Fig. 6. Comparison of dose response after acute single versus fractionated irradiation in mice and humans.

Top: Schema represents single dose (SD) and fractionated irradiation (FD) and sampling time points. (A) Dot-whisker plot represents ΔΔC_t values (miR-150-5p normalized to miR-23a-3p) comparing baseline, dose, and time-dependent changes after single dose (n = 5 to 10) and fractionated irradiation 1 Gy BID (n = 8); 2 Gy BID (n = 3 to 8); 2 Gy BID + BMT (Transplant) (n = 8 to 10) in mice; and 2 Gy BID + BMT in patients with leukemia (n = 6 to 7) and NHVs (n = 21). (B) Dot-whisker plot represents the estimated mouse single-dose equivalent dose for various groups using 48-hour dose reconstruction algorithm developed. (C) Summary of estimated single-dose equivalents of fractionated irradiation in various groups with fold changes and kinetics.

DISCUSSION

The peripheral blood cell–based methods such as the dicentric chromosome assay (DCA) and cytokinesis-block micronucleus (CBMN) assay developed decades ago are labor intensive and time consuming; hence, they are not optimal for high-throughput practical radiation biodosimetry (33–38). Over the years, several radiation dose–responsive metabolites, lipids, proteins, and mRNAs have been identified as putative biomarkers, however, with less than appreciable sensitivity and robustness across a broad dose range, and the responses reported for many are limited to a narrow analytical range (10, 11, 39–42). The major impediment to productization of a marker panel–based radiation biodosimetry assay is probably the absence or the inadequacy of internal normalizers that are critical for in vitro dose reconstruction. The radiation dose–dependent depletion of blood cells, the primary source of both responders and normalizers, contributes to variations in dose estimation. Readings can vary due to genetics and underlying conditions, contributing to differences in DNA damage response and cell cycle checkpoint activation, resulting in changes in the expression of markers detected in peripheral blood. Thus, despite the investment of a large amount of resources over a decade and more, the translational utility of the above panels for developing a practical radiation biodosimetry test meeting the overwhelming demand is not evident (43, 44).

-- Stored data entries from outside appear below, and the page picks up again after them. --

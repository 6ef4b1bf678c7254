//! Startup arbitration: durable-store bootstrap raced against a hard timeout.
//!
//! Each `start()` runs one driver task that selects over the bootstrap future
//! and a sleep. Whichever finishes first produces the outcome and the other
//! future is dropped (cancelled). The outcome is committed through a
//! generation-guarded, single-assignment slot, so a driver from an older
//! `start()` or a second resolution can never flip a state the UI has
//! already reacted to.

use std::sync::{Arc, Mutex, MutexGuard};
use std::time::Duration;

use tokio::sync::watch;
use tokio::task::JoinHandle;
use tracing::{debug, info, warn};

use super::marker::LaunchMarker;
use super::outcome::{BootMode, BootOutcome, BootstrapResult, Bootstrapper};

pub const STARTUP_TIMEOUT: Duration = Duration::from_secs(5);
pub const TIMEOUT_MESSAGE: &str = "startup exceeded timeout";
pub const GENERIC_FAILURE_MESSAGE: &str = "startup failed";

#[derive(Default)]
struct Control {
    generation: u64,
    started: bool,
    driver: Option<JoinHandle<()>>,
}

struct Inner<B: Bootstrapper> {
    bootstrapper: B,
    marker: Option<LaunchMarker>,
    timeout: Duration,
    control: Mutex<Control>,
    outcome: watch::Sender<BootOutcome<B::Store>>,
}

pub struct StartupArbiter<B: Bootstrapper> {
    inner: Arc<Inner<B>>,
}

impl<B: Bootstrapper> StartupArbiter<B> {
    pub fn new(bootstrapper: B) -> Self {
        let (outcome, _) = watch::channel(BootOutcome::Loading);
        Self {
            inner: Arc::new(Inner {
                bootstrapper,
                marker: None,
                timeout: STARTUP_TIMEOUT,
                control: Mutex::new(Control::default()),
                outcome,
            }),
        }
    }

    /// Must be called before the first `start()`.
    pub fn with_timeout(mut self, timeout: Duration) -> Self {
        if let Some(inner) = Arc::get_mut(&mut self.inner) {
            inner.timeout = timeout;
        }
        self
    }

    /// Must be called before the first `start()`.
    pub fn with_launch_marker(mut self, marker: LaunchMarker) -> Self {
        if let Some(inner) = Arc::get_mut(&mut self.inner) {
            inner.marker = Some(marker);
        }
        self
    }

    pub fn timeout(&self) -> Duration {
        self.inner.timeout
    }

    /// Launches the bootstrap/timeout race. A second call while a run is
    /// started is ignored; use [`retry`](Self::retry) to restart.
    ///
    /// Requires a tokio runtime context.
    pub fn start(&self) {
        let mut control = self.inner.lock_control();
        if control.started {
            debug!("Startup already in progress or resolved; ignoring start");
            return;
        }
        self.start_locked(&mut control);
    }

    /// Cancels any in-flight run and starts again from scratch.
    pub fn retry(&self) {
        let mut control = self.inner.lock_control();
        if let Some(driver) = control.driver.take() {
            driver.abort();
        }
        control.started = false;
        info!(previous_generation = control.generation, "Retrying startup");
        self.start_locked(&mut control);
    }

    pub fn outcome(&self) -> BootOutcome<B::Store> {
        self.inner.outcome.borrow().clone()
    }

    pub fn subscribe(&self) -> watch::Receiver<BootOutcome<B::Store>> {
        self.inner.outcome.subscribe()
    }

    /// Waits until the current run leaves `Loading`.
    pub async fn wait_resolved(&self) -> BootOutcome<B::Store> {
        let mut rx = self.inner.outcome.subscribe();
        if let Ok(outcome) = rx.wait_for(|outcome| !outcome.is_loading()).await {
            return outcome.clone();
        }
        self.outcome()
    }

    fn start_locked(&self, control: &mut Control) {
        control.started = true;
        control.generation += 1;
        let generation = control.generation;

        if let Some(marker) = &self.inner.marker {
            marker.record_launch();
        }

        self.inner.outcome.send_replace(BootOutcome::Loading);
        info!(
            generation,
            timeout_ms = self.inner.timeout.as_millis() as u64,
            "Starting durable store bootstrap"
        );

        let inner = Arc::clone(&self.inner);
        control.driver = Some(tokio::spawn(async move {
            inner.drive(generation).await;
        }));
    }

    #[cfg(test)]
    fn generation(&self) -> u64 {
        self.inner.lock_control().generation
    }
}

impl<B: Bootstrapper> Drop for StartupArbiter<B> {
    fn drop(&mut self) {
        if let Some(driver) = self.inner.lock_control().driver.take() {
            driver.abort();
        }
    }
}

impl<B: Bootstrapper> Inner<B> {
    fn lock_control(&self) -> MutexGuard<'_, Control> {
        self.control.lock().unwrap_or_else(|e| e.into_inner())
    }

    async fn drive(self: Arc<Self>, generation: u64) {
        let outcome = tokio::select! {
            result = self.bootstrapper.bootstrap() => resolve(result),
            _ = tokio::time::sleep(self.timeout) => {
                warn!(
                    generation,
                    timeout_ms = self.timeout.as_millis() as u64,
                    "Durable store bootstrap timed out; entering safe mode"
                );
                BootOutcome::SafeMode {
                    message: TIMEOUT_MESSAGE.to_string(),
                    mode: BootMode::SafeModeTimeout,
                }
            }
        };

        if !self.commit(generation, outcome) {
            debug!(generation, "Discarding boot outcome from a superseded run");
        }
    }

    /// Applies `outcome` only if `generation` is still current and nothing
    /// has resolved yet. Returns whether it was applied.
    fn commit(&self, generation: u64, outcome: BootOutcome<B::Store>) -> bool {
        let mut control = self.lock_control();
        if control.generation != generation {
            return false;
        }

        let mut outcome = Some(outcome);
        let applied = self.outcome.send_if_modified(|current| {
            if !current.is_loading() {
                return false;
            }
            if let Some(next) = outcome.take() {
                *current = next;
            }
            true
        });

        if applied {
            control.driver = None;
            let summary = self.outcome.borrow().summary();
            info!(
                generation,
                state = summary.state,
                mode = ?summary.mode,
                warning = ?summary.warning,
                message = ?summary.message,
                "Startup resolved"
            );
        }
        applied
    }
}

fn resolve<S>(result: BootstrapResult<S>) -> BootOutcome<S> {
    match result {
        BootstrapResult::Ready {
            store,
            mode,
            warning,
        } => BootOutcome::Ready {
            store: Arc::new(store),
            mode,
            warning: warning.filter(|w| !w.trim().is_empty()),
        },
        BootstrapResult::Failed(error) => {
            let message = if error.trim().is_empty() {
                GENERIC_FAILURE_MESSAGE.to_string()
            } else {
                error
            };
            warn!(error = %message, "Durable store bootstrap failed; entering safe mode");
            BootOutcome::SafeMode {
                message,
                mode: BootMode::SafeMode,
            }
        }
    }
}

Using complementary screening platforms such as nanoString nCounter assay, qRT-PCR, and next-generation sequencing–based approaches, we and others have identified the dose-dependent depletion of serum or plasma expression of miR-150-5p in rodent and NHP models (21, 24, 25). Expanding on these studies, molecular profiling of blood cell subsets performed in this study allowed us to identify the primary source of circulating miR-150-5p as T and B lymphocytes, which are among the most radiation-sensitive cells. The translational utility of these findings was enhanced by our discovery of miR-23a-3p as a robust and abundant internal normalizer. Lungs, being highly vascularized organ with high miR-23a-3p expression, passively release miR-23a-3p into the circulation and provide an opportunity for internal normalization of radiation-sensitive markers. The constant release of miR-23a-3p from nonblood cells into circulation is not substantially affected by age or chronic conditions, nor it is affected by acute radiation exposure or injury to various sensitive organs (21, 24, 45). Although there are reports on the involvement of miR-23a-3p in pathogenesis (46, 47), our study showed abundance of cell-free circulating miR-23a-3p in blood that was not responsive to radiation injury, allowing a volume-independent internal normalization. A direct comparison of miRNAs purified from serum and serum-derived exosomes showed that the majority of miR-23a-3p detected in circulation was nonexosomal and therefore likely to be released as protein-bound. Use of such a normalizer with biochemical properties similar to that of the analyte contributes to the practicality and robustness of a diagnostic assay as this minimizes errors during sampling and processing.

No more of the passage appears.